* _TASK TO CARRY OUT_:
Which lines run from the start of the data below to the line containing "impl fmt::Display for"? Set them down exactly, with none added.

* _INPUT DATA_:

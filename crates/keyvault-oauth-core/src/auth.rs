//! # Authentication Providers
//!
//! The two ways the client can obtain tokens for Key Vault:
//! - Managed identity (system- or user-assigned), no secrets in config
//! - Service principal client credentials (client ID, secret and tenant)
//!
//! The provider is chosen once, when the client is built. Token acquisition
//! itself belongs to the vault SDK; a provider only carries what its flow
//! needs.

use crate::{
    cloud::CloudEnvironment, config::ClientConfig, errors::SecretClientError, secret::SecretValue,
};
use serde::Serialize;
use std::fmt;

/// Which authentication flow a client uses
#[derive(Debug, Clone, Copy, PartialEq, Eq, Hash, Serialize)]
#[serde(rename_all = "snake_case")]
pub enum AuthMode {
    /// Managed identity endpoint
    ManagedIdentity,

    /// Client ID + secret exchanged with the tenant's authority
    ClientCredentials,
}

impl AuthMode {
    /// Check if this is managed identity auth
    pub fn is_managed_identity(&self) -> bool {
        matches!(self, Self::ManagedIdentity)
    }
}

impl fmt::Display for AuthMode {
    fn fmt(&self, f: &mut fmt::Formatter<'_>) -> fmt::Result {
        match self {
            Self::ManagedIdentity => write!(f, "managed_identity"),
            Self::ClientCredentials => write!(f, "client_credentials"),
        }
    }
}

/// Managed identity token provider settings
#[derive(Debug, Clone, PartialEq, Eq)]
pub struct ManagedIdentityProvider {
    client_id: Option<String>,
    resource: String,
}

impl ManagedIdentityProvider {
    /// Create provider for the given resource
    ///
    /// `client_id` selects a user-assigned identity; `None` uses the
    /// system-assigned one.
    pub fn new(client_id: Option<String>, resource: impl Into<String>) -> Self {
        Self {
            client_id: client_id.filter(|id| !id.trim().is_empty()),
            resource: resource.into(),
        }
    }

    /// Client ID of a user-assigned identity
    pub fn client_id(&self) -> Option<&str> {
        self.client_id.as_deref()
    }

    /// Resource tokens are requested for
    pub fn resource(&self) -> &str {
        &self.resource
    }
}

/// Service principal (client credential) token provider settings
#[derive(Debug, Clone)]
pub struct ClientCredentialsProvider {
    tenant_id: String,
    client_id: String,
    client_secret: SecretValue,
    resource: String,
    authority_host: String,
}

impl ClientCredentialsProvider {
    /// Create provider for the given tenant and application
    pub fn new(
        tenant_id: impl Into<String>,
        client_id: impl Into<String>,
        client_secret: SecretValue,
        cloud: &CloudEnvironment,
    ) -> Self {
        Self {
            tenant_id: tenant_id.into(),
            client_id: client_id.into(),
            client_secret,
            resource: cloud.vault_resource().to_string(),
            authority_host: cloud.authority_host().to_string(),
        }
    }

    /// Azure AD tenant ID
    pub fn tenant_id(&self) -> &str {
        &self.tenant_id
    }

    /// Application (client) ID
    pub fn client_id(&self) -> &str {
        &self.client_id
    }

    /// Client secret
    pub fn client_secret(&self) -> &SecretValue {
        &self.client_secret
    }

    /// Resource tokens are requested for
    pub fn resource(&self) -> &str {
        &self.resource
    }

    /// Azure AD authority host
    pub fn authority_host(&self) -> &str {
        &self.authority_host
    }
}

/// Token provider selected for a client
#[derive(Debug, Clone)]
pub enum AuthProvider {
    ManagedIdentity(ManagedIdentityProvider),
    ClientCredentials(ClientCredentialsProvider),
}

impl AuthProvider {
    /// Select the provider described by a configuration
    ///
    /// # Errors
    /// `SecretClientError::Configuration` when managed identity is off and any
    /// of client ID, client secret or tenant ID is missing.
    pub fn from_config(config: &ClientConfig) -> Result<Self, SecretClientError> {
        if config.use_managed_identity {
            return Ok(Self::ManagedIdentity(ManagedIdentityProvider::new(
                config.client_id.clone(),
                config.cloud.vault_resource(),
            )));
        }

        match (
            non_empty(&config.client_id),
            non_empty(&config.client_secret),
            non_empty(&config.tenant_id),
        ) {
            (Some(client_id), Some(client_secret), Some(tenant_id)) => {
                Ok(Self::ClientCredentials(ClientCredentialsProvider::new(
                    tenant_id,
                    client_id,
                    SecretValue::from(client_secret),
                    &config.cloud,
                )))
            }
            _ => Err(SecretClientError::configuration(
                ClientConfig::MISSING_CREDENTIALS_MESSAGE,
            )),
        }
    }

    /// Flow this provider uses
    pub fn mode(&self) -> AuthMode {
        match self {
            Self::ManagedIdentity(_) => AuthMode::ManagedIdentity,
            Self::ClientCredentials(_) => AuthMode::ClientCredentials,
        }
    }

    /// Resource tokens are requested for
    pub fn resource(&self) -> &str {
        match self {
            Self::ManagedIdentity(provider) => provider.resource(),
            Self::ClientCredentials(provider) => provider.resource(),
        }
    }

    /// Client ID in use, if any
    pub fn client_id(&self) -> Option<&str> {
        match self {
            Self::ManagedIdentity(provider) => provider.client_id(),
            Self::ClientCredentials(provider) => Some(provider.client_id()),
        }
    }
}

fn non_empty(value: &Option<String>) -> Option<&str> {
    value.as_deref().filter(|v| !v.trim().is_empty())
}

#[cfg(test)]
#[path = "auth_tests.rs"]
mod tests;
//! # Retry Policy Module
//!
//! Exponential backoff for throttled secret fetches.
//!
//! Delays grow as `base_delay * 2^attempt` until the exponent reaches
//! `exponent_cap`, after which every further retry waits the capped delay.

use serde::{Deserialize, Serialize};
use std::time::Duration;

/// Retry policy configuration for exponential backoff
///
/// # Examples
///
/// ```rust
/// use keyvault_oauth_core::RetryPolicy;
/// use std::time::Duration;
///
/// // Default policy: 5 retries, 1s base, exponent capped at 4 (16s)
/// let policy = RetryPolicy::default();
/// assert_eq!(policy.calculate_delay(0), Duration::from_secs(1));
/// assert_eq!(policy.calculate_delay(9), Duration::from_secs(16));
/// ```
#[derive(Debug, Clone, PartialEq, Eq, Serialize, Deserialize)]
#[serde(default)]
pub struct RetryPolicy {
    /// Maximum number of retry attempts after the initial try
    pub max_retries: u32,

    /// Delay before the first retry, in seconds
    pub base_delay_seconds: u64,

    /// Largest exponent applied to the base delay
    pub exponent_cap: u32,
}

impl Default for RetryPolicy {
    fn default() -> Self {
        Self {
            max_retries: 5,
            base_delay_seconds: 1,
            exponent_cap: 4,
        }
    }
}

impl RetryPolicy {
    /// Create a new retry policy
    ///
    /// # Arguments
    ///
    /// * `max_retries` - Retries after the initial attempt
    /// * `base_delay_seconds` - Delay before the first retry
    /// * `exponent_cap` - Largest exponent, bounding the longest delay
    pub fn new(max_retries: u32, base_delay_seconds: u64, exponent_cap: u32) -> Self {
        Self {
            max_retries,
            base_delay_seconds,
            exponent_cap,
        }
    }

    /// Same policy with a different retry budget
    pub fn with_max_retries(mut self, max_retries: u32) -> Self {
        self.max_retries = max_retries;
        self
    }

    /// Calculate delay before a specific retry attempt
    ///
    /// Formula: `base_delay * 2^min(attempt, exponent_cap)`
    ///
    /// # Arguments
    ///
    /// * `attempt` - Retry attempt number (0-based)
    pub fn calculate_delay(&self, attempt: u32) -> Duration {
        let exponent = attempt.min(self.exponent_cap);
        let factor = 2u64.checked_pow(exponent).unwrap_or(u64::MAX);

        Duration::from_secs(self.base_delay_seconds.saturating_mul(factor))
    }

    /// Check if we should retry for this attempt number
    ///
    /// # Arguments
    ///
    /// * `attempt` - Current attempt number (0-based, where 0 is first retry)
    pub fn should_retry(&self, attempt: u32) -> bool {
        attempt < self.max_retries
    }

    /// Get total number of attempts (initial + retries)
    pub fn total_attempts(&self) -> u32 {
        self.max_retries.saturating_add(1)
    }

    /// Longest single delay this policy will ever produce
    pub fn max_delay(&self) -> Duration {
        self.calculate_delay(self.exponent_cap)
    }
}

/// Progress through a retry loop
#[derive(Debug, Clone, PartialEq, Eq)]
pub struct RetryState {
    /// Current retry attempt (0-based)
    pub attempt: u32,

    /// Fetches made so far, including the initial one
    pub total_attempts: u32,
}

impl Default for RetryState {
    fn default() -> Self {
        Self::new()
    }
}

impl RetryState {
    /// Create new retry state for the initial attempt
    pub fn new() -> Self {
        Self {
            attempt: 0,
            total_attempts: 1,
        }
    }

    /// Move on to the next retry attempt
    pub fn next_attempt(&mut self) {
        self.attempt += 1;
        self.total_attempts += 1;
    }

    /// Delay to wait before the next attempt
    pub fn get_delay(&self, policy: &RetryPolicy) -> Duration {
        policy.calculate_delay(self.attempt)
    }

    /// Check if the policy allows another attempt
    pub fn can_retry(&self, policy: &RetryPolicy) -> bool {
        policy.should_retry(self.attempt)
    }
}

#[cfg(test)]
#[path = "retry_tests.rs"]
mod tests;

* _RESULT OF THIS EXERCISE_:
filename crates/keyvault-oauth-core/src/auth.rs
//! # Authentication Providers
//!
//! The two ways the client can obtain tokens for Key Vault:
//! - Managed identity (system- or user-assigned), no secrets in config
//! - Service principal client credentials (client ID, secret and tenant)
//!
//! The provider is chosen once, when the client is built. Token acquisition
//! itself belongs to the vault SDK; a provider only carries what its flow
//! needs.

use crate::{
    cloud::CloudEnvironment, config::ClientConfig, errors::SecretClientError, secret::SecretValue,
};
use serde::Serialize;
use std::fmt;

/// Which authentication flow a client uses
#[derive(Debug, Clone, Copy, PartialEq, Eq, Hash, Serialize)]
#[serde(rename_all = "snake_case")]
pub enum AuthMode {
    /// Managed identity endpoint
    ManagedIdentity,

    /// Client ID + secret exchanged with the tenant's authority
    ClientCredentials,
}

impl AuthMode {
    /// Check if this is managed identity auth
    pub fn is_managed_identity(&self) -> bool {
        matches!(self, Self::ManagedIdentity)
    }
}

impl fmt::Display for AuthMode {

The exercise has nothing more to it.